Vous proposez la création de deux juridictions, au Somaliland et au Puntland, avec trois juges de première instance et trois en appel, qui appliqueraient un droit somalien réformé sous l’égide de l’ONUDC dans le cadre du processus de Kampala. Où en est ce projet, ainsi que celui d’Arusha ? Quelles sont les difficultés rencontrées ?

Par ailleurs, le suivi des flux financiers sera essentiel. Il se heurtera à des réticences, voire à des oppositions, car une partie de ces flux transitent par les pays du Golfe.
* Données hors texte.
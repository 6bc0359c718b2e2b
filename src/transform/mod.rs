//! The transform unit: decode, pixel-budget resize, optional watermark,
//! re-encode. Stateless and safe to call concurrently from every worker.

use image::DynamicImage;
use tracing::debug;

use crate::config::Config;
use crate::error::{Result, ShrinkError};

pub mod codec;
pub mod watermark;

pub use codec::SourceFormat;
pub use watermark::Watermark;

/// A fully transformed image, ready to be written out
#[derive(Debug)]
pub struct TransformedImage {
    pub bytes: Vec<u8>,
    pub format: SourceFormat,
    pub width: u32,
    pub height: u32,
}

/// Applies the configured transform to one image's bytes at a time.
pub struct Transformer {
    max_pixels: u64,
    jpeg_quality: u8,
    watermark: Option<Watermark>,
}

impl Transformer {
    pub fn from_config(config: &Config) -> Self {
        let watermark = config
            .watermark()
            .map(|text| Watermark::new(text.to_string(), config.font_path.clone()));

        Self {
            max_pixels: config.max_pixels,
            jpeg_quality: config.jpeg_quality,
            watermark,
        }
    }

    /// Transform one image: decode, downscale to the pixel budget if needed,
    /// watermark if configured, and re-encode in the original format.
    pub fn transform(&self, input: &[u8]) -> Result<TransformedImage> {
        let format = codec::detect_format(input)?;
        let image = image::load_from_memory_with_format(input, format.into())
            .map_err(|e| ShrinkError::decode(e.to_string()))?;

        let image = self.fit_to_budget(image);

        let image = match &self.watermark {
            Some(watermark) => watermark.apply(image)?,
            None => image,
        };

        let (width, height) = (image.width(), image.height());
        let bytes = codec::encode(&image, format, self.jpeg_quality)?;

        Ok(TransformedImage {
            bytes,
            format,
            width,
            height,
        })
    }

    fn fit_to_budget(&self, image: DynamicImage) -> DynamicImage {
        match budget_dimensions(image.width(), image.height(), self.max_pixels) {
            Some((width, height)) => {
                debug!(
                    "downscaling {}x{} -> {}x{} (budget {} px)",
                    image.width(),
                    image.height(),
                    width,
                    height,
                    self.max_pixels
                );
                image.resize_exact(width, height, image::imageops::FilterType::Lanczos3)
            }
            None => image,
        }
    }
}

/// Target dimensions for an image over the pixel budget, or `None` if it
/// already fits. Both dimensions are scaled by `sqrt(budget / area)` and
/// floored, so the result never exceeds the budget and the aspect ratio is
/// preserved within rounding.
pub fn budget_dimensions(width: u32, height: u32, max_pixels: u64) -> Option<(u32, u32)> {
    let total = u64::from(width) * u64::from(height);
    if total <= max_pixels {
        return None;
    }

    let factor = (max_pixels as f64 / total as f64).sqrt();
    let new_width = ((f64::from(width) * factor).floor() as u32).max(1);
    let new_height = ((f64::from(height) * factor).floor() as u32).max(1);

    Some((new_width, new_height))
}

#[cfg(test)]
mod tests {
    use super::*;
    use crate::error::ShrinkError;

    fn test_config(max_pixels: u64) -> Config {
        Config {
            max_pixels,
            ..Config::default()
        }
    }

    fn gradient_jpeg(width: u32, height: u32) -> Vec<u8> {
        let image = DynamicImage::ImageRgb8(image::RgbImage::from_fn(width, height, |x, y| {
            image::Rgb([(x % 256) as u8, (y % 256) as u8, ((x + y) % 256) as u8])
        }));
        codec::encode(&image, SourceFormat::Jpeg, 80).unwrap()
    }

    #[test]
    fn test_budget_dimensions_within_budget() {
        assert_eq!(budget_dimensions(100, 100, 12_000_000), None);
        assert_eq!(budget_dimensions(3000, 4000, 12_000_000), None);
    }

    #[test]
    fn test_budget_dimensions_sixteen_megapixels() {
        // 4000x4000 = 16,000,000 px against a 12,000,000 px budget
        let (width, height) = budget_dimensions(4000, 4000, 12_000_000).unwrap();

        assert!(u64::from(width) * u64::from(height) <= 12_000_000);
        // Aspect ratio preserved within rounding (square stays square)
        assert_eq!(width, height);
        // The sqrt form lands just under the budget, not far below it
        assert!(u64::from(width) * u64::from(height) > 11_800_000);
    }

    #[test]
    fn test_budget_dimensions_preserves_aspect_ratio() {
        let (width, height) = budget_dimensions(8000, 2000, 4_000_000).unwrap();
        let ratio = f64::from(width) / f64::from(height);
        assert!((ratio - 4.0).abs() < 0.01);
        assert!(u64::from(width) * u64::from(height) <= 4_000_000);
    }

    #[test]
    fn test_transform_downscales_over_budget() {
        let transformer = Transformer::from_config(&test_config(5_000));
        let output = transformer.transform(&gradient_jpeg(200, 100)).unwrap();

        assert_eq!(output.format, SourceFormat::Jpeg);
        assert!(u64::from(output.width) * u64::from(output.height) <= 5_000);

        let decoded = image::load_from_memory(&output.bytes).unwrap();
        assert_eq!((decoded.width(), decoded.height()), (output.width, output.height));
    }

    #[test]
    fn test_transform_keeps_small_images_unscaled() {
        let transformer = Transformer::from_config(&test_config(1_000_000));
        let output = transformer.transform(&gradient_jpeg(64, 48)).unwrap();
        assert_eq!((output.width, output.height), (64, 48));
    }

    #[test]
    fn test_transform_is_deterministic() {
        let transformer = Transformer::from_config(&test_config(5_000));
        let input = gradient_jpeg(200, 100);

        let first = transformer.transform(&input).unwrap();
        let second = transformer.transform(&input).unwrap();
        assert_eq!(first.bytes, second.bytes);
    }

    #[test]
    fn test_empty_watermark_matches_plain_path() {
        // An empty watermark string must never enter the watermark path,
        // so its output is byte-identical to the unwatermarked transform.
        let plain = Transformer::from_config(&test_config(1_000_000));

        let mut config = test_config(1_000_000);
        config.watermark_text = Some(String::new());
        config.font_path = "/nonexistent/font.ttf".into();
        let empty_text = Transformer::from_config(&config);

        let input = gradient_jpeg(64, 64);
        assert_eq!(
            plain.transform(&input).unwrap().bytes,
            empty_text.transform(&input).unwrap().bytes
        );
    }

    #[test]
    fn test_garbage_input_is_decode_error() {
        let transformer = Transformer::from_config(&test_config(1_000_000));
        let err = transformer.transform(b"not an image at all").unwrap_err();
        assert!(matches!(err, ShrinkError::Decode { .. }));
    }

    #[test]
    fn test_truncated_jpeg_is_decode_error() {
        let transformer = Transformer::from_config(&test_config(1_000_000));
        let mut input = gradient_jpeg(64, 64);
        input.truncate(32);
        let err = transformer.transform(&input).unwrap_err();
        assert!(matches!(err, ShrinkError::Decode { .. }));
    }

    #[test]
    fn test_png_stays_png() {
        let image = DynamicImage::ImageRgb8(image::RgbImage::from_pixel(
            32,
            16,
            image::Rgb([10, 20, 30]),
        ));
        let input = codec::encode(&image, SourceFormat::Png, 80).unwrap();

        let transformer = Transformer::from_config(&test_config(1_000_000));
        let output = transformer.transform(&input).unwrap();
        assert_eq!(output.format, SourceFormat::Png);
        assert_eq!(codec::detect_format(&output.bytes).unwrap(), SourceFormat::Png);
    }
}
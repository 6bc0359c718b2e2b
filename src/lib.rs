//! Shrinkwrap - Parallel Batch Image Compressor
//!
//! Compresses whole directory trees of JPEG and PNG images: every image over
//! a configurable pixel budget is downscaled (aspect ratio preserved), an
//! optional text watermark is stamped near the bottom-right corner, and the
//! result is re-encoded into a mirrored `compressed_files` tree. Work is
//! spread across a fixed pool of workers with per-worker progress bars, and
//! every run ends with a summary report.
//!
//! # Quick Start
//!
//! ```rust,no_run
//! use shrinkwrap::{scan, Config, Coordinator};
//! use std::path::Path;
//!
//! let config = Config::default();
//! let output_root = Path::new("photos/compressed_files");
//!
//! let scanned = scan(Path::new("photos"), output_root)?;
//! let report = Coordinator::new(config).run(scanned.items, output_root, scanned.total_bytes)?;
//!
//! println!("{} files failed", report.failed_files.len());
//! # Ok::<(), shrinkwrap::ShrinkError>(())
//! ```

#![warn(clippy::all)]

pub mod config;
pub mod error;
pub mod pipeline;
pub mod report;
pub mod scan;
pub mod transform;

// Re-export commonly used types
pub use config::Config;
pub use error::{Result, ShrinkError};
pub use pipeline::Coordinator;
pub use report::RunReport;
pub use scan::{scan, ScanOutcome, WorkItem};
pub use transform::Transformer;

/// Library version
pub const VERSION: &str = env!("CARGO_PKG_VERSION");

/// Initialize logging. Should be called once at program start; repeated
/// calls are harmless.
pub fn init(verbose: bool) {
    let default_filter = if verbose { "debug" } else { "info" };
    let filter = tracing_subscriber::EnvFilter::try_from_default_env()
        .unwrap_or_else(|_| tracing_subscriber::EnvFilter::new(default_filter));

    let _ = tracing_subscriber::fmt()
        .with_env_filter(filter)
        .with_writer(std::io::stderr)
        .try_init();
}
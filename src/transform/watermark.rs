//! Text watermark compositing

use std::path::PathBuf;

use image::{DynamicImage, Rgba};
use imageproc::drawing::{draw_text_mut, text_size};
use once_cell::sync::OnceCell;
use rusttype::{Font, Scale};
use tracing::debug;

use crate::error::{Result, ShrinkError};

/// Base watermark point size before fitting to the image bounds
const BASE_POINT_SIZE: f32 = 20.0;

/// Inset from the bottom-right corner, in pixels
const MARGIN: i32 = 10;

/// Renders a fixed text string near the bottom-right corner of images.
///
/// The font is loaded from disk on first use and shared read-only across
/// workers afterwards. A font that cannot be read or parsed surfaces as a
/// per-file watermark error, not a fatal one.
pub struct Watermark {
    text: String,
    font_path: PathBuf,
    font: OnceCell<Font<'static>>,
}

impl Watermark {
    pub fn new(text: String, font_path: PathBuf) -> Self {
        Self {
            text,
            font_path,
            font: OnceCell::new(),
        }
    }

    fn font(&self) -> Result<&Font<'static>> {
        self.font.get_or_try_init(|| {
            let data = std::fs::read(&self.font_path).map_err(|e| {
                ShrinkError::watermark(format!(
                    "failed to read font {}: {}",
                    self.font_path.display(),
                    e
                ))
            })?;

            Font::try_from_vec(data).ok_or_else(|| {
                ShrinkError::watermark(format!(
                    "failed to parse font {}",
                    self.font_path.display()
                ))
            })
        })
    }

    /// Composite the watermark text onto the image
    pub fn apply(&self, image: DynamicImage) -> Result<DynamicImage> {
        let font = self.font()?;
        let mut canvas = image.to_rgba8();

        let scale = self.fitted_scale(font, canvas.width());
        let (text_width, text_height) = text_size(scale, font, &self.text);

        let x = (canvas.width() as i32 - text_width - MARGIN).max(0);
        let y = (canvas.height() as i32 - text_height - MARGIN).max(0);

        debug!(
            "drawing watermark {:?} at ({}, {}) scale {:.1}",
            self.text, x, y, scale.x
        );
        draw_text_mut(&mut canvas, Rgba([0, 0, 0, 255]), x, y, scale, font, &self.text);

        Ok(DynamicImage::ImageRgba8(canvas))
    }

    /// Shrink the point size until the text fits inside the image width
    fn fitted_scale(&self, font: &Font<'_>, image_width: u32) -> Scale {
        let scale = Scale::uniform(BASE_POINT_SIZE);
        let (text_width, _) = text_size(scale, font, &self.text);

        let available = image_width as i32 - 2 * MARGIN;
        if available > 0 && text_width > available {
            Scale::uniform(BASE_POINT_SIZE * available as f32 / text_width as f32)
        } else {
            scale
        }
    }
}

#[cfg(test)]
mod tests {
    use super::*;

    fn small_image() -> DynamicImage {
        DynamicImage::ImageRgb8(image::RgbImage::from_pixel(32, 32, image::Rgb([200, 200, 200])))
    }

    #[test]
    fn test_missing_font_is_watermark_error() {
        let watermark = Watermark::new(
            "sample".to_string(),
            PathBuf::from("/definitely/not/here.ttf"),
        );

        let err = watermark.apply(small_image()).unwrap_err();
        assert!(matches!(err, ShrinkError::Watermark { .. }));
        assert!(err.is_per_file());
    }

    #[test]
    fn test_unparseable_font_is_watermark_error() {
        let dir = tempfile::tempdir().unwrap();
        let font_path = dir.path().join("broken.ttf");
        std::fs::write(&font_path, b"this is not a font").unwrap();

        let watermark = Watermark::new("sample".to_string(), font_path);
        let err = watermark.apply(small_image()).unwrap_err();
        assert!(matches!(err, ShrinkError::Watermark { .. }));
    }

    #[test]
    fn test_font_failure_repeats_per_file() {
        // A failed load is not cached as success; every file reports it
        let watermark = Watermark::new("sample".to_string(), PathBuf::from("/missing.ttf"));
        assert!(watermark.apply(small_image()).is_err());
        assert!(watermark.apply(small_image()).is_err());
    }
}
Enfin, les millions d’euros de subventions octroyées par l’Union européenne à l’Afrique de l’est ne font pratiquement l’objet d’aucun suivi, en dehors de celles accordées à Mombasa en matière de prisons. Cette situation est préoccupante.

M. Gilbert Le Bris. Je m’associe à ces félicitations. Il est d’une urgence extrême de trouver des solutions. Mais peut-on souhaiter la « somalisation » des réponses juridictionnelles au moment même où la piraterie devient une véritable industrie ? Autrement dit, n’est-ce pas semblable à la culture du pavot en Afghanistan : tant de gens dans toutes les couches de la société en sont bénéficiaires que les autorités multiplient les positions de principe sans vouloir vraiment agir ?

Par ailleurs, le délai de huit mois évoqué pour la mise en place des juridictions et de deux fois 500 places de prison, pour être souhaitable, n’est-il pas trop court ? La mobilisation sera-t-elle suffisante ? Le plan ne nécessite que 25 millions de dollars, comparés au coût énorme de la piraterie, mais les procédures et la diplomatie peuvent-elles aller aussi vite ?

Enfin, le rapport a suscité des réactions du monde entier, sauf, semble-t-il, de l’Asie. Sur le terrain pourtant, des navires indiens interviennent parfois très rapidement. Que savez-vous des positions asiatiques ?

M. Jack Lang. Il faut bien mesurer que si nous ne faisons rien, les conséquences seront considérables. Des ressortissants français peuvent être capturés. Il y a surtout le risque d’une jonction entre terrorisme et piraterie qui pour l’instant n’existe qu’à la marge, lorsque les pirates payent une sorte de droit de passage aux shebabs somaliens pour aller vers le sud. En outre, le coût de la piraterie s’élève de jour en jour : intervention des forces navales, renchérissement du transport, risque d’un détournement du trafic, très coûteux, par le cap de Bonne-Espérance, hausse des prix des biens transportés, pertes de revenus liés au tourisme, à la pêche et aux activités portuaires des pays riverains, qui demanderont des aides supplémentaires à la communauté internationale. Le surcoût est évalué aujourd’hui à cinq milliards de dollars. Le coût de notre plan – hors question de l’aide au développement – se monte à 25 millions de dollars. Cet investissement doit être fait, vite et bien. Les délais peuvent paraître restreints, mais ils ont été établis en concertation étroite avec les fonctionnaires de l’ONUDC à Mombasa ou au Puntland. Il est question notamment, pour les prisons, d’un système de construction par blocs superposés… Si la volonté est là, en huit mois, on peut faire avancer les choses.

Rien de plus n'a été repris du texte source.